YOUR GOAL –
Gather each line of the entries below that includes "async".

(Saved data entries)
☆ ☆ ☆

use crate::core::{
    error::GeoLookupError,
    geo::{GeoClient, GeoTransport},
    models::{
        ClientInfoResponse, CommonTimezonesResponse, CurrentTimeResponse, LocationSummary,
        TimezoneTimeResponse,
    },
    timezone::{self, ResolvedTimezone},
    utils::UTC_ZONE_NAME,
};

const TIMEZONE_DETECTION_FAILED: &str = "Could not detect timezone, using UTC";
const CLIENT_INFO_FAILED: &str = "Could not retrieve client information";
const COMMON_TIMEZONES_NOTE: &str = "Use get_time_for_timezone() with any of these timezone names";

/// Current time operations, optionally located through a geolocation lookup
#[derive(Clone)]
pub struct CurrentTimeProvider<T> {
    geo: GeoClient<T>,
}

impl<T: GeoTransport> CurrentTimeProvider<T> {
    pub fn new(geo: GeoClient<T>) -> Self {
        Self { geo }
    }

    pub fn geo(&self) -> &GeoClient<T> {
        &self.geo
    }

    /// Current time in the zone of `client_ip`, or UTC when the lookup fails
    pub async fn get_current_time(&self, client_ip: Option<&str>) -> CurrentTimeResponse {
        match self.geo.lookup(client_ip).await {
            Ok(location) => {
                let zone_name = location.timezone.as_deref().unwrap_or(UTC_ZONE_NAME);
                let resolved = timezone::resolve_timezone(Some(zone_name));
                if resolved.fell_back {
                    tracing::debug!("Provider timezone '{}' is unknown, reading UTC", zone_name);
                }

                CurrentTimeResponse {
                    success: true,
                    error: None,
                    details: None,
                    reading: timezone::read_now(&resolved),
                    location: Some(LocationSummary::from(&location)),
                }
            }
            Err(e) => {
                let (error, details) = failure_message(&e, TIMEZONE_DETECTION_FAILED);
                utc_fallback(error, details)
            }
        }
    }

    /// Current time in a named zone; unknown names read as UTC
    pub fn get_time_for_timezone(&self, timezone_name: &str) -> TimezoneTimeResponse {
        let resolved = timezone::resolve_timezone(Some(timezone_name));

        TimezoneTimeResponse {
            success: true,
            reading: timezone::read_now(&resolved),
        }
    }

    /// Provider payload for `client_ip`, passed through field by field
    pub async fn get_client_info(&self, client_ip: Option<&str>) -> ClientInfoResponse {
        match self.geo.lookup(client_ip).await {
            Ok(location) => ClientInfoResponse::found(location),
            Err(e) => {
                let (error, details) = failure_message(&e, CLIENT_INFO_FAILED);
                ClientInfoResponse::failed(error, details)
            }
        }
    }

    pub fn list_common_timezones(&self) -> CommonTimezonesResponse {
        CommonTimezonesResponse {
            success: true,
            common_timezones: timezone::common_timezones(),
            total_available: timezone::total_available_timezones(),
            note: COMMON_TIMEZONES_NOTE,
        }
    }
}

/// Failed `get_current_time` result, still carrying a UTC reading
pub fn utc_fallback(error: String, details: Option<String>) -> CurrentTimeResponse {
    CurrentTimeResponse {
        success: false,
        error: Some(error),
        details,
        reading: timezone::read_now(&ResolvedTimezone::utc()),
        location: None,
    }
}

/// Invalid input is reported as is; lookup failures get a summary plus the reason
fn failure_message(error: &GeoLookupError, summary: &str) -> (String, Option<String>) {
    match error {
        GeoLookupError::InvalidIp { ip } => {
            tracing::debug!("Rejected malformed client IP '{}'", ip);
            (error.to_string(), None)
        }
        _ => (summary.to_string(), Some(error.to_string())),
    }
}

☆ ☆ ☆

TASK ANSWER –
    pub async fn get_current_time(&self, client_ip: Option<&str>) -> CurrentTimeResponse {
    pub async fn get_client_info(&self, client_ip: Option<&str>) -> ClientInfoResponse {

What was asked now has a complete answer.